(EXERCISE DETAILS): If a line of the records holds the word "static", copy it out.

[Saved data entries]
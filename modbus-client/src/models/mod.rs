//! Supported device models
//!
//! Registration order is probing order: meters first, then inverters.

pub mod eastron;
pub mod growatt;

use mb_detect::ModelTable;

/// Table of every bundled model
pub fn model_table() -> ModelTable {
    let mut table = ModelTable::new();
    eastron::register(&mut table);
    growatt::register(&mut table);
    table
}

#[cfg(test)]
mod tests {
    use super::*;
    use mb_bus::BusMode;

    #[test]
    fn test_registration_order() {
        let table = model_table();
        let names: Vec<_> = table.models().iter().map(|(m, _)| m.name.clone()).collect();
        assert_eq!(names, vec![eastron::MODEL, growatt::MODEL]);
        assert_eq!(table.units(BusMode::Rtu), vec![2, 1]);
        assert_eq!(table.rates(BusMode::Rtu), vec![9600]);
        assert!(table.units(BusMode::Tcp).is_empty());
    }
}
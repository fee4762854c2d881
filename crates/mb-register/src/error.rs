//! Error types for register coding

use thiserror::Error;

/// Errors that can occur while decoding or encoding register values
#[derive(Debug, Error, Clone, PartialEq)]
pub enum CodecError {
    /// Response slice does not have the number of words the format needs
    #[error("wrong register count: expected {expected}, got {actual}")]
    WrongCount { expected: u16, actual: usize },

    /// Value does not fit the register format
    #[error("value {value} out of range for {format}")]
    OutOfRange { value: String, format: &'static str },

    /// Value kind cannot be stored in the register format
    #[error("cannot encode {kind} value as {format}")]
    WrongKind {
        kind: &'static str,
        format: &'static str,
    },

    /// Register is not writable
    #[error("{0} registers are read-only")]
    ReadOnly(&'static str),
}
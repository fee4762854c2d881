//! Error types for device detection

use mb_bus::BusError;
use thiserror::Error;

/// Errors that can occur during detection
#[derive(Debug, Error)]
pub enum DetectError {
    /// Failed to enumerate serial ports
    #[error("failed to enumerate ports: {0}")]
    EnumerationFailed(String),

    /// A device spec string could not be parsed
    #[error("invalid device spec '{spec}': {reason}")]
    InvalidSpec { spec: String, reason: String },

    /// No registered signature knows this model
    #[error("unknown model: {0}")]
    UnknownModel(String),
}

/// Errors raised by a device while initialising or updating
#[derive(Debug, Error)]
pub enum DeviceError {
    /// Bus error talking to the device
    #[error(transparent)]
    Bus(#[from] BusError),

    /// `update` called before a successful `init`
    #[error("device not initialised")]
    NotInitialised,

    /// No data register with this path
    #[error("no register at {0}")]
    UnknownPath(String),
}

impl DeviceError {
    /// Whether the device simply did not answer this time
    pub fn is_timeout(&self) -> bool {
        matches!(self, DeviceError::Bus(e) if e.is_timeout())
    }
}
//! Device specs
//!
//! A [`DeviceSpec`] says where a device lives: which endpoint, with which
//! line settings, at which unit address. It doubles as the device's stable
//! identity, so it is totally ordered and has a round-trippable text form:
//!
//! ```text
//! rtu:/dev/ttyUSB0:9600:2
//! ascii:/dev/ttyS1:19200:7
//! tcp:192.168.1.50:502:1
//! ```

use std::fmt;
use std::str::FromStr;

use mb_bus::{BusMode, Endpoint};
use mb_register::{UNIT_MAX, UNIT_MIN};

use crate::error::DetectError;

/// Location of one device on a bus
#[derive(Debug, Clone, PartialEq, Eq, Hash, PartialOrd, Ord)]
pub struct DeviceSpec {
    pub endpoint: Endpoint,
    /// Unit (slave) address
    pub unit: u8,
}

impl DeviceSpec {
    pub fn new(endpoint: Endpoint, unit: u8) -> Self {
        Self { endpoint, unit }
    }

    /// Serial device spec with 8N1 line settings
    pub fn serial(mode: BusMode, path: impl Into<String>, baud_rate: u32, unit: u8) -> Self {
        Self::new(Endpoint::serial(path, baud_rate, mode), unit)
    }

    pub fn tcp(host: impl Into<String>, port: u16, unit: u8) -> Self {
        Self::new(Endpoint::tcp(host, port), unit)
    }

    pub fn mode(&self) -> BusMode {
        self.endpoint.mode()
    }

    pub fn baud_rate(&self) -> Option<u32> {
        self.endpoint.baud_rate()
    }
}

impl fmt::Display for DeviceSpec {
    fn fmt(&self, f: &mut fmt::Formatter<'_>) -> fmt::Result {
        match &self.endpoint {
            Endpoint::Serial(link) => write!(
                f,
                "{}:{}:{}:{}",
                self.mode(),
                link.path,
                link.baud_rate,
                self.unit
            ),
            Endpoint::Tcp(link) => write!(f, "tcp:{}:{}:{}", link.host, link.port, self.unit),
        }
    }
}

impl FromStr for DeviceSpec {
    type Err = DetectError;

    fn from_str(s: &str) -> Result<Self, Self::Err> {
        let invalid = |reason: &str| DetectError::InvalidSpec {
            spec: s.to_string(),
            reason: reason.to_string(),
        };

        let (mode, rest) = s.split_once(':').ok_or_else(|| invalid("missing mode"))?;
        let mode: BusMode = mode.parse().map_err(|e: String| invalid(&e))?;

        // Paths and host names may contain ':', so split from the right
        let mut fields = rest.rsplitn(3, ':');
        let unit = fields.next().ok_or_else(|| invalid("missing unit"))?;
        let middle = fields.next().ok_or_else(|| invalid("missing rate or port"))?;
        let location = fields
            .next()
            .filter(|l| !l.is_empty())
            .ok_or_else(|| invalid("missing device or host"))?;

        let unit: u8 = unit.parse().map_err(|_| invalid("bad unit address"))?;

        match mode {
            BusMode::Tcp => {
                let port: u16 = middle.parse().map_err(|_| invalid("bad port"))?;
                Ok(DeviceSpec::tcp(location, port, unit))
            }
            BusMode::Rtu | BusMode::Ascii => {
                let rate: u32 = middle.parse().map_err(|_| invalid("bad baud rate"))?;
                if !(UNIT_MIN..=UNIT_MAX).contains(&unit) {
                    return Err(invalid("serial unit must be 1-247"));
                }
                Ok(DeviceSpec::serial(mode, location, rate, unit))
            }
        }
    }
}
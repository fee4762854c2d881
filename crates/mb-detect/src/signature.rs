//! Model signatures
//!
//! A signature is one register that identifies a family of devices: read it,
//! look the value up in the signature's model map, and the entry found says
//! which model answered and how to construct it. Filters restrict where a
//! signature is tried (bus modes, line rates, the unit addresses its models
//! ship with).
//!
//! Signatures live in a [`ModelTable`]. Registration order matters: it is the
//! order in which signatures are tried on a candidate and the order in which
//! the scanner tries line rates.

use std::fmt;

use mb_bus::BusMode;
use mb_register::{RegisterDescriptor, Value};

use crate::device::Device;
use crate::error::DetectError;
use crate::spec::DeviceSpec;

/// Builds a device for a spec and model name
pub type DeviceFactory = fn(DeviceSpec, &str) -> Box<dyn Device>;

/// One model recognised by a signature
#[derive(Clone)]
pub struct ModelEntry {
    pub name: String,
    pub factory: DeviceFactory,
}

impl ModelEntry {
    pub fn create(&self, spec: DeviceSpec) -> Box<dyn Device> {
        (self.factory)(spec, &self.name)
    }
}

impl fmt::Debug for ModelEntry {
    fn fmt(&self, f: &mut fmt::Formatter<'_>) -> fmt::Result {
        f.debug_struct("ModelEntry").field("name", &self.name).finish()
    }
}

/// Which unit addresses a signature applies to
#[derive(Debug, Clone, Copy, PartialEq, Eq)]
pub enum UnitScope {
    /// Only the units the signature's models ship with (quick scan)
    Known,
    /// Any unit (full sweep, explicit probes)
    Any,
}

/// An identifying register and the models it distinguishes
#[derive(Debug, Clone)]
pub struct ModelSignature {
    pub register: RegisterDescriptor,
    models: Vec<(i64, ModelEntry)>,
    /// Allowed bus modes (empty = any)
    pub modes: Vec<BusMode>,
    /// Default unit addresses
    pub units: Vec<u8>,
    /// Allowed line rates (empty = any)
    pub rates: Vec<u32>,
}

impl ModelSignature {
    pub fn new(register: RegisterDescriptor) -> Self {
        Self {
            register,
            models: Vec::new(),
            modes: Vec::new(),
            units: Vec::new(),
            rates: Vec::new(),
        }
    }

    /// Map a signature value to a model
    pub fn with_model(mut self, value: i64, name: impl Into<String>, factory: DeviceFactory) -> Self {
        self.models.push((
            value,
            ModelEntry {
                name: name.into(),
                factory,
            },
        ));
        self
    }

    pub fn with_modes(mut self, modes: impl IntoIterator<Item = BusMode>) -> Self {
        self.modes = modes.into_iter().collect();
        self
    }

    pub fn with_units(mut self, units: impl IntoIterator<Item = u8>) -> Self {
        self.units = units.into_iter().collect();
        self
    }

    pub fn with_rates(mut self, rates: impl IntoIterator<Item = u32>) -> Self {
        self.rates = rates.into_iter().collect();
        self
    }

    pub fn models(&self) -> impl Iterator<Item = (i64, &ModelEntry)> {
        self.models.iter().map(|(v, e)| (*v, e))
    }

    pub fn supports_mode(&self, mode: BusMode) -> bool {
        self.modes.is_empty() || self.modes.contains(&mode)
    }

    /// Whether the signature should be tried on `spec`
    pub fn applies_to(&self, spec: &DeviceSpec, scope: UnitScope) -> bool {
        if !self.supports_mode(spec.mode()) {
            return false;
        }
        if let Some(rate) = spec.baud_rate() {
            if !self.rates.is_empty() && !self.rates.contains(&rate) {
                return false;
            }
        }
        match scope {
            UnitScope::Known => self.units.contains(&spec.unit),
            UnitScope::Any => true,
        }
    }

    /// The model whose signature value equals `value`
    pub fn lookup(&self, value: &Value) -> Option<&ModelEntry> {
        let raw = value.as_i64()?;
        self.models.iter().find(|(v, _)| *v == raw).map(|(_, e)| e)
    }
}

/// Registered signatures, in registration order
#[derive(Debug, Clone, Default)]
pub struct ModelTable {
    signatures: Vec<ModelSignature>,
}

impl ModelTable {
    pub fn new() -> Self {
        Self::default()
    }

    /// Add a signature; earlier registrations are tried first
    pub fn register(&mut self, signature: ModelSignature) {
        self.signatures.push(signature);
    }

    pub fn signatures(&self) -> &[ModelSignature] {
        &self.signatures
    }

    pub fn is_empty(&self) -> bool {
        self.signatures.is_empty()
    }

    /// Default units of all signatures usable in `mode`, first-seen order
    pub fn units(&self, mode: BusMode) -> Vec<u8> {
        let mut units = Vec::new();
        for sig in self.signatures.iter().filter(|s| s.supports_mode(mode)) {
            for unit in &sig.units {
                if !units.contains(unit) {
                    units.push(*unit);
                }
            }
        }
        units
    }

    /// Line rates of all signatures usable in `mode`, first-seen order
    pub fn rates(&self, mode: BusMode) -> Vec<u32> {
        let mut rates = Vec::new();
        for sig in self.signatures.iter().filter(|s| s.supports_mode(mode)) {
            for rate in &sig.rates {
                if !rates.contains(rate) {
                    rates.push(*rate);
                }
            }
        }
        rates
    }

    /// Find a model by name (case-insensitive)
    pub fn find_model(&self, name: &str) -> Result<&ModelEntry, DetectError> {
        self.signatures
            .iter()
            .flat_map(|s| s.models.iter().map(|(_, e)| e))
            .find(|e| e.name.eq_ignore_ascii_case(name))
            .ok_or_else(|| DetectError::UnknownModel(name.to_string()))
    }

    /// Every registered model with the signature that recognises it
    pub fn models(&self) -> Vec<(&ModelEntry, &ModelSignature)> {
        self.signatures
            .iter()
            .flat_map(|s| s.models.iter().map(move |(_, e)| (e, s)))
            .collect()
    }
}
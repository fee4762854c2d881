//! Decoded register values

use std::fmt;

/// A decoded register value
#[derive(Debug, Clone, PartialEq)]
#[cfg_attr(feature = "serde", derive(serde::Serialize, serde::Deserialize))]
#[cfg_attr(feature = "serde", serde(untagged))]
pub enum Value {
    /// Integer formats without scaling
    Int(i64),
    /// Float formats, or any numeric format with a scale factor
    Float(f64),
    /// Text registers
    Text(String),
}

impl Value {
    /// Short name of the value kind, for error messages
    pub fn kind(&self) -> &'static str {
        match self {
            Value::Int(_) => "integer",
            Value::Float(_) => "float",
            Value::Text(_) => "text",
        }
    }

    /// Integer view of the value; floats convert only when they are whole
    pub fn as_i64(&self) -> Option<i64> {
        match self {
            Value::Int(v) => Some(*v),
            Value::Float(v) if v.is_finite() && v.fract() == 0.0 => Some(*v as i64),
            _ => None,
        }
    }

    /// Numeric view of the value
    pub fn as_f64(&self) -> Option<f64> {
        match self {
            Value::Int(v) => Some(*v as f64),
            Value::Float(v) => Some(*v),
            Value::Text(_) => None,
        }
    }

    /// Text view of the value
    pub fn as_str(&self) -> Option<&str> {
        match self {
            Value::Text(s) => Some(s),
            _ => None,
        }
    }
}

impl fmt::Display for Value {
    fn fmt(&self, f: &mut fmt::Formatter<'_>) -> fmt::Result {
        match self {
            Value::Int(v) => write!(f, "{}", v),
            Value::Float(v) => write!(f, "{:.1}", v),
            Value::Text(s) => f.write_str(s),
        }
    }
}

impl From<i64> for Value {
    fn from(v: i64) -> Self {
        Value::Int(v)
    }
}

impl From<f64> for Value {
    fn from(v: f64) -> Self {
        Value::Float(v)
    }
}

impl From<&str> for Value {
    fn from(s: &str) -> Self {
        Value::Text(s.to_string())
    }
}

#[cfg(test)]
mod tests {
    use super::*;

    #[test]
    fn test_whole_float_converts_to_integer() {
        assert_eq!(Value::Float(16384.0).as_i64(), Some(16384));
        assert_eq!(Value::Float(1.5).as_i64(), None);
        assert_eq!(Value::Text("x".into()).as_i64(), None);
    }

    #[test]
    fn test_display() {
        assert_eq!(Value::Int(5100).to_string(), "5100");
        assert_eq!(Value::Float(230.04).to_string(), "230.0");
        assert_eq!(Value::from("SN123").to_string(), "SN123");
    }
}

(TASK RESPONSE):
    OutOfRange { value: String, format: &'static str },
        kind: &'static str,
        format: &'static str,
    ReadOnly(&'static str),
    pub fn kind(&self) -> &'static str {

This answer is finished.